Torluemke began his teaching career at the North Shore Art League in Winettka, Illinois in 1984 –85. From there he began teaching art full-time at his alma mater, The American Academy of Art, Chicago, IL, where he received his BFA in 1996. During his tenure at the Academy, he inspired and led many young artists on to fulfilling creative careers. He most notably had a remarkable influence on a generation of Chicago and Northwest Indiana graffiti artists, including, Hector (Rooster) Marin, Felix (Flex) Maldonado, Jose (Chucho) Rodriguez, Christopher Tavares (Deep) Silva, Ishmael (Ish) Muhammad Nieves and others that have come after them. After leaving The American Academy, he has taught as an adjunct instructor at The School of The Art Institute's Certificate Program and at Valparaiso University in Valparaiso, Indiana. In 2001, Torluemke partnered up with Linda Dorman to promote art and arts related activities in their home community of Hammond, Indiana. Together they spearheaded numerous initiatives to provide opportunities for artists, including Arts Inside Out and interactive arts festival that ran from 2001 - 2004 in Hammond, Indiana. In 2002, they opened Uncle Freddy's Gallery in downtown Hammond, IN which closed in the fall of 2004 and reopened in Highland Indiana in fall of 2005 until Spring 2009. During the tenure of the gallery they represented cutting edge, contemporary artists from across the globe.

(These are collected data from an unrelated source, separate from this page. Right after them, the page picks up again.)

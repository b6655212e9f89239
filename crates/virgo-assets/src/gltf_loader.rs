use std::path::Path;

use tracing::debug;

use crate::error::AssetError;
use crate::mesh::{MeshAsset, MeshPrimitive};

/// Result of importing a GLB file.
#[derive(Debug, Clone)]
pub struct GltfContents {
    pub meshes: Vec<MeshAsset>,
}

/// Import a GLB file from disk and extract its meshes.
pub fn load_glb(path: &Path) -> Result<GltfContents, AssetError> {
    if !path.exists() {
        return Err(AssetError::NotFound(path.to_path_buf()));
    }

    let bytes = std::fs::read(path).map_err(|e| AssetError::Io(path.to_path_buf(), e))?;
    let contents = import(&bytes)
        .map_err(|e| AssetError::GltfLoadFailed(path.to_path_buf(), e.to_string()))?;

    debug!(
        "glTF '{}': {} meshes",
        path.display(),
        contents.meshes.len()
    );
    Ok(contents)
}

/// Import GLB bytes already in memory.
pub fn load_glb_slice(bytes: &[u8]) -> Result<GltfContents, AssetError> {
    import(bytes).map_err(|e| AssetError::GltfImport(e.to_string()))
}

fn import(bytes: &[u8]) -> Result<GltfContents, gltf::Error> {
    let (document, buffers, _images) = gltf::import_slice(bytes)?;

    let mut meshes = Vec::new();

    for mesh in document.meshes() {
        let name = mesh.name().unwrap_or("unnamed").to_string();

        let mut primitives = Vec::new();

        for primitive in mesh.primitives() {
            let reader = primitive.reader(|buffer| Some(&buffers[buffer.index()]));

            let positions: Vec<[f32; 3]> = reader
                .read_positions()
                .map(|iter| iter.collect())
                .unwrap_or_default();

            let indices: Option<Vec<u32>> = reader
                .read_indices()
                .map(|idx| idx.into_u32().collect());

            primitives.push(MeshPrimitive {
                mode: primitive.mode(),
                positions,
                indices,
            });
        }

        debug!("Loaded mesh '{}' with {} primitives", name, primitives.len());
        meshes.push(MeshAsset { name, primitives });
    }

    Ok(GltfContents { meshes })
}

#[cfg(test)]
mod tests {
    use super::*;
    use virgo_glb::{build_cube_glb, Mesh};

    #[test]
    fn cube_fixture_imports_as_one_mesh() {
        let glb = build_cube_glb().unwrap();
        let contents = load_glb_slice(&glb).unwrap();

        assert_eq!(contents.meshes.len(), 1);
        let mesh = &contents.meshes[0];
        assert_eq!(mesh.name, "unnamed");
        assert_eq!(mesh.primitives.len(), 1);

        let primitive = &mesh.primitives[0];
        assert_eq!(primitive.mode, gltf::mesh::Mode::Triangles);
        assert_eq!(primitive.positions, Mesh::cube().positions);
        assert_eq!(primitive.indices.as_deref(), Some(&Mesh::cube().indices[..]));
        assert_eq!(primitive.triangle_count(), 12);
    }

    #[test]
    fn garbage_bytes_fail_import() {
        match load_glb_slice(b"not a model") {
            Err(AssetError::GltfImport(_)) => {}
            other => panic!("expected GltfImport, got: {:?}", other),
        }
    }

    #[test]
    fn missing_file_returns_not_found() {
        let dir = tempfile::tempdir().unwrap();
        let result = load_glb(&dir.path().join("missing.glb"));
        match result {
            Err(AssetError::NotFound(_)) => {}
            other => panic!("expected NotFound, got: {:?}", other),
        }
    }

    #[test]
    fn loads_fixture_from_disk() {
        let dir = tempfile::tempdir().unwrap();
        let path = dir.path().join("cube.glb");
        std::fs::write(&path, build_cube_glb().unwrap()).unwrap();

        let contents = load_glb(&path).unwrap();
        assert_eq!(contents.meshes[0].primitives[0].positions.len(), 8);
    }
}
use tracing::debug;

use crate::container::write_glb;
use crate::error::GlbError;
use crate::mesh::Mesh;
use crate::scene::SceneDescription;

/// Little-endian positions followed immediately by little-endian indices.
pub fn encode_payload(mesh: &Mesh) -> Vec<u8> {
    let mut payload = Vec::with_capacity(
        mesh.positions.len() * crate::scene::POSITION_STRIDE
            + mesh.indices.len() * crate::scene::INDEX_STRIDE,
    );
    extend_le(&mut payload, &mesh.positions, &mesh.indices);
    payload
}

#[cfg(target_endian = "little")]
fn extend_le(out: &mut Vec<u8>, positions: &[[f32; 3]], indices: &[u32]) {
    out.extend_from_slice(bytemuck::cast_slice(positions));
    out.extend_from_slice(bytemuck::cast_slice(indices));
}

#[cfg(target_endian = "big")]
fn extend_le(out: &mut Vec<u8>, positions: &[[f32; 3]], indices: &[u32]) {
    for component in positions.iter().flatten() {
        out.extend_from_slice(&component.to_le_bytes());
    }
    for index in indices {
        out.extend_from_slice(&index.to_le_bytes());
    }
}

/// Serialize `description` and wrap it with `payload` in a GLB container.
pub fn encode_glb(description: &SceneDescription, payload: &[u8]) -> Result<Vec<u8>, GlbError> {
    let json = serde_json::to_vec(description)?;
    write_glb(&json, payload)
}

/// Encode any positions-only mesh as a single-scene GLB.
pub fn build_glb(mesh: &Mesh) -> Result<Vec<u8>, GlbError> {
    let description = SceneDescription::for_mesh(mesh);
    let payload = encode_payload(mesh);
    debug_assert_eq!(payload.len(), description.declared_payload_len());

    let glb = encode_glb(&description, &payload)?;
    debug!(
        "Encoded GLB: {} vertices, {} triangles, {} bytes",
        mesh.vertex_count(),
        mesh.triangle_count(),
        glb.len()
    );
    Ok(glb)
}

/// The cube fixture as a complete GLB file.
pub fn build_cube_glb() -> Result<Vec<u8>, GlbError> {
    build_glb(&Mesh::cube())
}
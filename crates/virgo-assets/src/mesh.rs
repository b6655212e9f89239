/// A mesh read back from a GLB file (renderer-agnostic).
#[derive(Debug, Clone)]
pub struct MeshAsset {
    pub name: String,
    pub primitives: Vec<MeshPrimitive>,
}

/// A single draw primitive within a mesh.
#[derive(Debug, Clone)]
pub struct MeshPrimitive {
    pub mode: gltf::mesh::Mode,
    pub positions: Vec<[f32; 3]>,
    pub indices: Option<Vec<u32>>,
}

impl MeshPrimitive {
    pub fn triangle_count(&self) -> usize {
        match (&self.indices, self.mode) {
            (Some(indices), gltf::mesh::Mode::Triangles) => indices.len() / 3,
            (None, gltf::mesh::Mode::Triangles) => self.positions.len() / 3,
            _ => 0,
        }
    }
}
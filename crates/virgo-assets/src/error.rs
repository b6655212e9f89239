use std::path::PathBuf;

/// Errors that can occur while reading a fixture back.
#[derive(Debug, thiserror::Error)]
pub enum AssetError {
    #[error("asset not found: {0}")]
    NotFound(PathBuf),

    #[error("invalid model path '{0}'")]
    InvalidPath(String),

    #[error("failed to load glTF file '{0}': {1}")]
    GltfLoadFailed(PathBuf, String),

    #[error("failed to import glTF data: {0}")]
    GltfImport(String),

    #[error("I/O error loading '{0}': {1}")]
    Io(PathBuf, #[source] std::io::Error),
}
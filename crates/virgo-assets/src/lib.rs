//! Virgo Assets - Reading generated fixtures back
//!
//! Provides glTF import of GLB fixtures into renderer-agnostic meshes and
//! the `/models/` validation check used by the viewer.

mod error;
mod gltf_loader;
mod mesh;
mod store;

pub use error::AssetError;
pub use gltf_loader::{load_glb, load_glb_slice, GltfContents};
pub use mesh::{MeshAsset, MeshPrimitive};
pub use store::{inspect_bytes, ModelStore, ValidationReport, MODELS_PREFIX};
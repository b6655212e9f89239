use std::path::{Component, Path, PathBuf};

use serde::Serialize;
use tracing::{debug, info};
use virgo_glb::container::MAGIC;
use virgo_glb::GlbHeader;

use crate::error::AssetError;

/// Request paths must live under this prefix.
pub const MODELS_PREFIX: &str = "/models/";

/// Outcome of validating a model file. Serializes to the camelCase shape
/// the viewer consumes.
#[derive(Debug, Clone, PartialEq, Eq, Serialize)]
#[serde(rename_all = "camelCase")]
pub struct ValidationReport {
    pub exists: bool,
    pub is_valid: bool,
    pub size: Option<u64>,
    pub error: Option<String>,
}

impl ValidationReport {
    fn missing() -> Self {
        Self {
            exists: false,
            is_valid: false,
            size: None,
            error: Some("File not found".to_string()),
        }
    }
}

/// Check whether `bytes` start with the GLB magic.
pub fn inspect_bytes(bytes: &[u8]) -> ValidationReport {
    let is_valid = matches!(GlbHeader::read(bytes), Ok(header) if header.magic == MAGIC);
    ValidationReport {
        exists: true,
        is_valid,
        size: Some(bytes.len() as u64),
        error: (!is_valid).then(|| "Invalid GLB format".to_string()),
    }
}

/// Model files served from a public directory, addressed by `/models/...`
/// request paths.
pub struct ModelStore {
    base_path: PathBuf,
}

impl ModelStore {
    /// Create a store rooted at the given base path (the directory that
    /// contains `models/`).
    pub fn new(base_path: impl Into<PathBuf>) -> Self {
        let base_path = base_path.into();
        info!("ModelStore created with base path: {}", base_path.display());
        Self { base_path }
    }

    /// Map a `/models/...` request path onto the filesystem.
    fn resolve(&self, request_path: &str) -> Result<PathBuf, AssetError> {
        let Some(relative) = request_path.strip_prefix('/') else {
            return Err(AssetError::InvalidPath(request_path.to_string()));
        };
        if !request_path.starts_with(MODELS_PREFIX) {
            return Err(AssetError::InvalidPath(request_path.to_string()));
        }

        let relative = Path::new(relative);
        if relative
            .components()
            .any(|c| !matches!(c, Component::Normal(_)))
        {
            return Err(AssetError::InvalidPath(request_path.to_string()));
        }

        Ok(self.base_path.join(relative))
    }

    /// Validate the model at `request_path`. A missing file is reported,
    /// not treated as an error; a path outside `/models/` is an error.
    pub fn validate(&self, request_path: &str) -> Result<ValidationReport, AssetError> {
        let full_path = self.resolve(request_path)?;

        if !full_path.is_file() {
            debug!("Model not found: {}", full_path.display());
            return Ok(ValidationReport::missing());
        }

        let bytes = std::fs::read(&full_path).map_err(|e| AssetError::Io(full_path.clone(), e))?;
        let report = inspect_bytes(&bytes);
        debug!(
            "Validated {}: valid={} size={}",
            full_path.display(),
            report.is_valid,
            bytes.len()
        );
        Ok(report)
    }
}

#[cfg(test)]
mod tests {
    use super::*;
    use virgo_glb::build_cube_glb;

    fn store_with(name: &str, bytes: &[u8]) -> (tempfile::TempDir, ModelStore) {
        let dir = tempfile::tempdir().unwrap();
        let models = dir.path().join("models");
        std::fs::create_dir_all(&models).unwrap();
        std::fs::write(models.join(name), bytes).unwrap();
        let store = ModelStore::new(dir.path());
        (dir, store)
    }

    #[test]
    fn fixture_is_valid() {
        let glb = build_cube_glb().unwrap();
        let (_dir, store) = store_with("sample-virgo.glb", &glb);

        let report = store.validate("/models/sample-virgo.glb").unwrap();
        assert!(report.exists);
        assert!(report.is_valid);
        assert_eq!(report.size, Some(glb.len() as u64));
        assert!(report.error.is_none());
    }

    #[test]
    fn non_glb_is_invalid() {
        let (_dir, store) = store_with("fake.glb", b"<html>not a model</html>");

        let report = store.validate("/models/fake.glb").unwrap();
        assert!(report.exists);
        assert!(!report.is_valid);
        assert_eq!(report.error.as_deref(), Some("Invalid GLB format"));
    }

    #[test]
    fn tiny_file_is_invalid() {
        let report = inspect_bytes(b"gl");
        assert!(!report.is_valid);
        assert_eq!(report.size, Some(2));
    }

    #[test]
    fn missing_file_is_reported() {
        let (_dir, store) = store_with("a.glb", b"");
        let report = store.validate("/models/b.glb").unwrap();
        assert_eq!(report, ValidationReport::missing());
    }

    #[test]
    fn paths_outside_models_rejected() {
        let store = ModelStore::new("/srv/public");
        for path in ["", "models/a.glb", "/textures/a.png", "/models/../secret.glb"] {
            match store.validate(path) {
                Err(AssetError::InvalidPath(p)) => assert_eq!(p, path),
                other => panic!("expected InvalidPath for {:?}, got: {:?}", path, other),
            }
        }
    }

    #[test]
    fn resolve_joins_base_path() {
        let store = ModelStore::new("/srv/public");
        assert_eq!(
            store.resolve("/models/box.glb").unwrap(),
            PathBuf::from("/srv/public/models/box.glb")
        );
    }

    #[test]
    fn report_serializes_camel_case() {
        let value = serde_json::to_value(inspect_bytes(b"glTF\x02\0\0\0\x0c\0\0\0")).unwrap();
        assert_eq!(value["isValid"], true);
        assert_eq!(value["size"], 12);
    }
}
//! `canteen-orders` — the inventory-backed order lifecycle engine.
//!
//! - [`status`]: the fixed fulfilment state machine.
//! - [`token`]: pickup tokens and payment-correlation ids.
//! - [`ledger`]: the persisted set of orders.
//! - [`coordinator`]: the reserve-all-or-release-all placement saga and its
//!   compensating cancel/delete paths.

pub mod coordinator;
pub mod ledger;
pub mod order;
pub mod status;
pub mod token;

pub use coordinator::{PlacementLine, PlacementReceipt, Requester, ReservationCoordinator};
pub use ledger::{LedgerStats, OrderLedger};
pub use order::{Order, OrderLine, PaymentMethod};
pub use status::OrderStatus;
pub use token::TokenIssuer;
//! Public menu board: anyone can browse items and categories.

use std::sync::Arc;

use axum::{Json, extract::Extension, http::StatusCode, response::IntoResponse};

use crate::app::{dto, services::AppServices};

pub async fn list_menu(
    Extension(services): Extension<Arc<AppServices>>,
) -> axum::response::Response {
    let items = services.catalog.list();
    (
        StatusCode::OK,
        Json(
            items
                .into_iter()
                .map(dto::menu_item_to_json)
                .collect::<Vec<_>>(),
        ),
    )
        .into_response()
}

pub async fn list_categories(
    Extension(services): Extension<Arc<AppServices>>,
) -> axum::response::Response {
    let categories = services.catalog.list_categories();
    (
        StatusCode::OK,
        Json(
            categories
                .into_iter()
                .map(dto::category_to_json)
                .collect::<Vec<_>>(),
        ),
    )
        .into_response()
}
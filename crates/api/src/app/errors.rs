use axum::http::StatusCode;
use axum::response::IntoResponse;
use serde_json::json;

use canteen_core::EngineError;
use canteen_orders::OrderStatus;

pub fn engine_error_to_response(err: EngineError) -> axum::response::Response {
    match err {
        EngineError::Validation(msg) => json_error(StatusCode::BAD_REQUEST, "validation_error", msg),
        EngineError::Unauthenticated => {
            json_error(StatusCode::UNAUTHORIZED, "unauthenticated", "unauthenticated")
        }
        EngineError::ItemNotFound { item_id } => json_error(
            StatusCode::NOT_FOUND,
            "not_found",
            format!("item not found: {item_id}"),
        ),
        EngineError::OrderNotFound => {
            json_error(StatusCode::NOT_FOUND, "not_found", "order not found")
        }
        EngineError::InsufficientStock {
            item_id,
            requested,
            available,
        } => json_error(
            StatusCode::CONFLICT,
            "insufficient_stock",
            format!("item {item_id}: requested {requested}, available {available}"),
        ),
        EngineError::IllegalTransition { from, to } => json_error(
            StatusCode::UNPROCESSABLE_ENTITY,
            "illegal_transition",
            format!("cannot move order from '{from}' to '{to}'"),
        ),
        EngineError::OrderNotCancellable { status } => json_error(
            StatusCode::UNPROCESSABLE_ENTITY,
            "not_cancellable",
            format!("order in status '{status}' can no longer be cancelled"),
        ),
    }
}

pub fn json_error(
    status: StatusCode,
    code: &'static str,
    message: impl Into<String>,
) -> axum::response::Response {
    (
        status,
        axum::Json(json!({
            "error": code,
            "message": message.into(),
        })),
    )
        .into_response()
}

pub fn parse_order_status(s: &str) -> Result<OrderStatus, axum::response::Response> {
    s.parse().map_err(|_| {
        json_error(
            StatusCode::BAD_REQUEST,
            "invalid_status",
            "status must be one of: confirmed, preparing, ready, collected",
        )
    })
}
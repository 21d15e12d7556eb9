use serde::Deserialize;

use canteen_catalog::{CategoryCount, MenuItem};
use canteen_orders::{Order, PaymentMethod, PlacementReceipt};

// -------------------------
// Request DTOs
// -------------------------

#[derive(Debug, Deserialize)]
pub struct CreateMenuItemRequest {
    pub name: String,
    /// Smallest currency unit.
    pub price: u64,
    pub stock: u32,
    pub category: String,
    pub image: Option<String>,
}

#[derive(Debug, Deserialize)]
pub struct UpdateMenuItemRequest {
    pub name: Option<String>,
    pub price: Option<u64>,
    pub stock: Option<u32>,
    pub category: Option<String>,
    pub image: Option<String>,
}

#[derive(Debug, Deserialize)]
pub struct AdjustStockRequest {
    pub delta: i64,
}

#[derive(Debug, Deserialize)]
pub struct PlaceOrderLineRequest {
    pub item_id: String,
    pub quantity: u32,
    /// Price the client last saw; display-diff only, never charged.
    pub unit_price: Option<u64>,
}

#[derive(Debug, Deserialize)]
pub struct PlaceOrderRequest {
    pub lines: Vec<PlaceOrderLineRequest>,
    pub payment_method: Option<PaymentMethod>,
}

#[derive(Debug, Deserialize)]
pub struct SetStatusRequest {
    pub status: String,
}

// -------------------------
// Response mapping
// -------------------------

pub fn menu_item_to_json(item: MenuItem) -> serde_json::Value {
    serde_json::json!({
        "id": item.id.to_string(),
        "name": item.name,
        "price": item.price,
        "stock": item.stock,
        "category": item.category,
        "image": item.image,
        "created_at": item.created_at.to_rfc3339(),
        "updated_at": item.updated_at.to_rfc3339(),
    })
}

pub fn category_to_json(c: CategoryCount) -> serde_json::Value {
    serde_json::json!({
        "name": c.name,
        "count": c.count,
    })
}

pub fn order_to_json(order: Order) -> serde_json::Value {
    serde_json::json!({
        "id": order.id.to_string(),
        "customer_id": order.customer_id.to_string(),
        "lines": order
            .lines
            .iter()
            .map(|l| serde_json::json!({
                "item_id": l.item_id.to_string(),
                "name": l.name,
                "unit_price": l.unit_price,
                "quantity": l.quantity,
                "amount": l.amount(),
            }))
            .collect::<Vec<_>>(),
        "total_amount": order.total_amount,
        "token": order.token,
        "payment_id": order.payment_id,
        "payment_method": order.payment_method,
        "status": order.status,
        "created_at": order.created_at.to_rfc3339(),
        "updated_at": order.updated_at.to_rfc3339(),
        "collected_at": order.collected_at.map(|t| t.to_rfc3339()),
    })
}

pub fn receipt_to_json(receipt: PlacementReceipt) -> serde_json::Value {
    serde_json::json!({
        "order_id": receipt.order_id.to_string(),
        "token": receipt.token,
        "payment_id": receipt.payment_id,
        "total_amount": receipt.total_amount,
    })
}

In 2004, Uncle Freddy's was invited to participate in Art Chicago's International Invitational for young art galleries.

==Public Artwork==

In 1998, Torluemke began to pursue public art projects and has completed numerous projects over the past decade. In 1998, Torluemke completed his moving mural entitled, The Hugging Wall, in Downtown Hammond, Indiana. In 1999 he painted a mural in Hobart, Indiana entitled The Economic History of Hobart. In 2005, he was awarded two major commissions by the Indianapolis Airport Authority to design and facilitate two terrazzo floor designs for the New Indianapolis International Airport. The designs titled, The Glory of Sports In Indianapolis and A Work Of Heart are roughly 1000 sqft each. The pieces were completed in 2008. In 2007, he was commissioned by the Indianapolis Marion County Public Library Foundation to paint for the Nina Mason Pulliam special collections room a mural entitled, The Book Of Life, inspired by the novel, The Magnificent Ambersons, by Booth Tarkington is 8 x 130’ long. Also in 2007, Torluemke was commissioned by Indiana State University to paint an outdoor mural on the Booker T. Washington Community Center, 18 x 54 ft. In 2008, Torluemke was a winner in the Indianapolis Art Council's Great Ideas Competition and was commissioned to execute my proposal called Light The Way to work with an underserved area in the community to make 100 large luminaries and host an event for the community. In mid-2010, he installed his first public sculpture commission, “Reaching For The Stars” at Purdue University Calumet in Hammond, Indiana. IN 2011, Torluemke painted the popular 350' mural "Simple Pleasures" for the City of Indianapolis for the 46th Super Bowl held at Lucas Oil Stadium.